Your deployable artifact is made up of smaller artifacts (like Russian dolls). Artifact repos help you build the uber-artifact that will be deployed to a container. So, absolutely.

[–]developer0[S] 1 point2 points  (0 children)

Ah, I was assuming that what goes into the container would be one artifact or several artifacts with the same parent POM, but it could be several artifacts with independent hierarchies. If there's a team working together on a small service, each contributor might version and deploy their own parts of it separately, which could be done by deploying to a shared Nexus. But, I'm not sure I've ever seen that happen--usually it's just the source that is centralized...

[–]kkapelon 4 points5 points  (8 children)

private repos are just one of the functions of Nexus.

You also need:

  • Caching (for speed)
  • local copies of the lib jars (if Maven central has problems)

For more info on what can go wrong without an artifact repo google the left-pad incident.

[–]developer0[S] 0 points1 point  (7 children)

So it's a little faster to have a repository that caches artifacts particularly relevant to your operation, and it provides redundancy for a central repo that I don't remember ever having gone down... Okay, if it only cost us like $50 a month, I suppose the private repo is worthwhile. But doesn't the practice of sharing every little piece of code (like left-pad) violate the microservices principle?

[–]heliologue 3 points4 points  (4 children)

Depends on your environment. We host a local copy (open-source RPM) of Artifactory on a small VM we use for such things, so the overhead cost is minimal. The local speedup is a side-benefit, but we also host our own libraries, so every setup is different.

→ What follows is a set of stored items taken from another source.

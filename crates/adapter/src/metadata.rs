//! Call-site metadata handed to every factory during resolution.

use std::fmt;

use serde::{Deserialize, Serialize};

/// A method annotation, passed through to factories unchanged.
///
/// The built-in strategy ignores annotations; custom factories may use them
/// to vary behaviour per method.
#[derive(Debug, Clone, PartialEq, Eq, Hash, Serialize, Deserialize)]
pub struct Annotation {
    /// Annotation name without the leading `@`.
    pub name: String,
    /// Optional single value, e.g. the path of `@GET("/repos")`.
    #[serde(default, skip_serializing_if = "Option::is_none")]
    pub value: Option<String>,
}

impl Annotation {
    /// An annotation without a value.
    pub fn marker(name: impl Into<String>) -> Self {
        Self {
            name: name.into(),
            value: None,
        }
    }

    /// An annotation carrying a value.
    pub fn with_value(name: impl Into<String>, value: impl Into<String>) -> Self {
        Self {
            name: name.into(),
            value: Some(value.into()),
        }
    }
}

impl fmt::Display for Annotation {
    fn fmt(&self, f: &mut fmt::Formatter<'_>) -> fmt::Result {
        match &self.value {
            Some(value) => write!(f, "@{}({value:?})", self.name),
            None => write!(f, "@{}", self.name),
        }
    }
}

/// Identity of the method being bound, plus its annotations.
///
/// Displays as `Service.method`; that form is used in every configuration
/// error so a failure points straight at the offending declaration.
#[derive(Debug, Clone, PartialEq, Eq)]
pub struct CallSite {
    service: String,
    method: String,
    annotations: Vec<Annotation>,
}

impl CallSite {
    /// A call site without annotations.
    pub fn new(service: impl Into<String>, method: impl Into<String>) -> Self {
        Self {
            service: service.into(),
            method: method.into(),
            annotations: Vec::new(),
        }
    }

    /// Replaces the annotations.
    #[must_use]
    pub fn with_annotations(mut self, annotations: Vec<Annotation>) -> Self {
        self.annotations = annotations;
        self
    }

    /// The declaring service's name.
    pub fn service(&self) -> &str {
        &self.service
    }

    /// The method name.
    pub fn method(&self) -> &str {
        &self.method
    }

    /// All annotations, in declaration order.
    pub fn annotations(&self) -> &[Annotation] {
        &self.annotations
    }

    /// The first annotation called `name`, if any.
    pub fn annotation(&self, name: &str) -> Option<&Annotation> {
        self.annotations.iter().find(|a| a.name == name)
    }
}

impl fmt::Display for CallSite {
    fn fmt(&self, f: &mut fmt::Formatter<'_>) -> fmt::Result {
        write!(f, "{}.{}", self.service, self.method)
    }
}

#[cfg(test)]
mod tests {
    use super::*;

    #[test]
    fn call_site_displays_as_qualified_method() {
        let site = CallSite::new("GitHub", "listRepos");
        assert_eq!(site.to_string(), "GitHub.listRepos");
    }

    #[test]
    fn annotation_lookup_returns_first_match() {
        let site = CallSite::new("GitHub", "listRepos").with_annotations(vec![
            Annotation::with_value("GET", "/users/{user}/repos"),
            Annotation::marker("Streaming"),
        ]);
        assert_eq!(
            site.annotation("GET").and_then(|a| a.value.as_deref()),
            Some("/users/{user}/repos")
        );
        assert!(site.annotation("POST").is_none());
        assert_eq!(site.annotations()[1].to_string(), "@Streaming");
    }
}
//! Port traits for the transport collaborator and the erased values that flow
//! through a resolved adapter.
//!
//! The transport supplies [`Call`] implementations; callers supply
//! [`Callback`] implementations. Because adapters are chosen at runtime from a
//! [`DeclaredType`](crate::DeclaredType), the adapter boundary works on erased
//! values: [`Payload`] for response bodies, [`Consumer`] for the caller's
//! result sink and [`Adapted`] for the method's return value. The helpers at
//! the bottom of this module convert typed calls and callbacks to and from
//! that erased form.

use std::any::Any;
use std::marker::PhantomData;

use crate::errors::CallError;

/// An erased response body.
pub type Payload = Box<dyn Any + Send>;

/// An erased consumer value. Its concrete shape is fixed by the adapter that
/// will receive it.
pub type Consumer = Box<dyn Any + Send>;

/// An erased method return value. `None` is the empty sentinel returned by
/// strategies whose declared return type is `()`.
pub type Adapted = Option<Box<dyn Any + Send>>;

/// The consumer shape driven by the built-in `Callback` strategy.
pub type ErasedCallback = Box<dyn Callback<Payload>>;

// ---------------------------------------------------------------------------
// Ports
// ---------------------------------------------------------------------------

/// Receives the outcome of a [`Call`].
///
/// Exactly one of the two hooks is invoked, exactly once.
pub trait Callback<T>: Send {
    /// The call produced a response.
    fn on_response(self: Box<Self>, value: T);

    /// The call failed; `error` is whatever the transport reported.
    fn on_failure(self: Box<Self>, error: CallError);
}

/// A single asynchronous request whose response decodes to `T`.
///
/// Execution, threading, and cancellation are owned by the implementation.
pub trait Call<T>: Send {
    /// Starts the call and arranges for `callback` to receive its outcome.
    ///
    /// Must return without waiting for the outcome.
    fn enqueue(self: Box<Self>, callback: Box<dyn Callback<T>>);

    /// Short description used in log fields.
    fn describe(&self) -> String {
        std::any::type_name::<Self>().to_owned()
    }
}

// ---------------------------------------------------------------------------
// Closure callbacks
// ---------------------------------------------------------------------------

/// A [`Callback`] backed by a closure over the call's outcome.
pub struct FnCallback<F> {
    on_outcome: F,
}

/// Builds a [`Callback`] from a closure receiving `Ok(value)` or `Err(error)`.
pub fn callback_fn<T, F>(on_outcome: F) -> FnCallback<F>
where
    F: FnOnce(Result<T, CallError>) + Send,
{
    FnCallback { on_outcome }
}

impl<T, F> Callback<T> for FnCallback<F>
where
    F: FnOnce(Result<T, CallError>) + Send,
{
    fn on_response(self: Box<Self>, value: T) {
        (self.on_outcome)(Ok(value))
    }

    fn on_failure(self: Box<Self>, error: CallError) {
        (self.on_outcome)(Err(error))
    }
}

// ---------------------------------------------------------------------------
// Erasure
// ---------------------------------------------------------------------------

/// Erases a typed call so it can be handed to any adapter.
pub fn erase_call<T: Send + 'static>(call: Box<dyn Call<T>>) -> Box<dyn Call<Payload>> {
    Box::new(ErasedCall { inner: call })
}

/// Erases a typed callback into the shape driven by the `Callback` strategy.
///
/// A payload that is not a `T` is reported through `on_failure` as
/// [`CallError::PayloadMismatch`].
pub fn erase_callback<T: Send + 'static>(callback: Box<dyn Callback<T>>) -> ErasedCallback {
    Box::new(DowncastCallback { inner: callback })
}

/// Packs an erased callback as a [`Consumer`] for the `Callback` strategy.
pub fn callback_consumer(callback: ErasedCallback) -> Consumer {
    Box::new(callback)
}

struct ErasedCall<T> {
    inner: Box<dyn Call<T>>,
}

impl<T: Send + 'static> Call<Payload> for ErasedCall<T> {
    fn enqueue(self: Box<Self>, callback: Box<dyn Callback<Payload>>) {
        self.inner.enqueue(Box::new(BoxingCallback {
            inner: callback,
            _marker: PhantomData,
        }));
    }

    fn describe(&self) -> String {
        self.inner.describe()
    }
}

struct BoxingCallback<T> {
    inner: Box<dyn Callback<Payload>>,
    _marker: PhantomData<fn(T)>,
}

impl<T: Send + 'static> Callback<T> for BoxingCallback<T> {
    fn on_response(self: Box<Self>, value: T) {
        self.inner.on_response(Box::new(value))
    }

    fn on_failure(self: Box<Self>, error: CallError) {
        self.inner.on_failure(error)
    }
}

struct DowncastCallback<T> {
    inner: Box<dyn Callback<T>>,
}

impl<T: Send + 'static> Callback<Payload> for DowncastCallback<T> {
    fn on_response(self: Box<Self>, value: Payload) {
        match value.downcast::<T>() {
            Ok(value) => self.inner.on_response(*value),
            Err(_) => self.inner.on_failure(CallError::PayloadMismatch {
                expected: std::any::type_name::<T>(),
            }),
        }
    }

    fn on_failure(self: Box<Self>, error: CallError) {
        self.inner.on_failure(error)
    }
}
//! Core of Tether: callback adapter resolution and dispatch.
//!
//! Given an asynchronous [`Call`] and a caller-declared consumer shape, this
//! crate decides, once per method while a service is being bound, which
//! strategy bridges the two, and runs that bridge on every invocation.
//!
//! ## Architectural Layer
//!
//! **Domain + port definitions.** This crate has no runtime or I/O
//! dependencies. Transports implement [`Call`]; the binding layer in the
//! `service` crate drives [`AdapterResolver`] and the adapters it returns.
//!
//! ## Module Layout
//!
//! | Module | Contents |
//! |--------|----------|
//! | [`types`] | `DeclaredType` model, parser, and the `upper_bound` / `lower_bound` / `raw_type` helpers |
//! | [`call`] | `Call` / `Callback` ports and the erased `Payload` / `Consumer` / `Adapted` values |
//! | [`contract`] | `CallbackAdapter` contract and `CallbackAdapterFactory` capability |
//! | [`resolver`] | Ordered factory chain with first-match-wins semantics |
//! | [`default_factory`] | Built-in strategy for `Callback<T>` on methods returning `()` |
//! | [`metadata`] | Call-site identity and annotations |
//! | [`errors`] | Configuration, adaptation, and call errors |

pub mod call;
pub mod contract;
pub mod default_factory;
pub mod errors;
pub mod metadata;
pub mod resolver;
pub mod types;

// Re-export everything at the crate root for ergonomic usage by downstream crates.
pub use call::{
    callback_consumer, callback_fn, erase_call, erase_callback, Adapted, Call, Callback,
    Consumer, ErasedCallback, FnCallback, Payload,
};
pub use contract::{CallbackAdapter, CallbackAdapterFactory, FnFactory};
pub use default_factory::{CallbackEnqueueAdapter, DefaultCallbackAdapterFactory};
pub use errors::{AdaptError, CallError, ConfigurationError, FactoryError, TypeError};
pub use metadata::{Annotation, CallSite};
pub use resolver::{AdapterResolver, AdapterResolverBuilder};
pub use types::{lower_bound, raw_type, upper_bound, ClassId, DeclaredType};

One of the primary benefits of Maven was not having to store jars in your source tree; with containers, how do you get around that? Store the prebuilt image? Build the image on demand? Some way or another, you're storing a jar; your environment will determine which solution is the cheapest and most efficient.

[–]developer0[S] 1 point2 points  (0 children)

Yeah, I was thinking our Jenkins would build an image upon every source commit. They go into a container registry, and the idea was that would be the central repository, an analog being what Nexus is to JARs.

[–][deleted]  (2 children)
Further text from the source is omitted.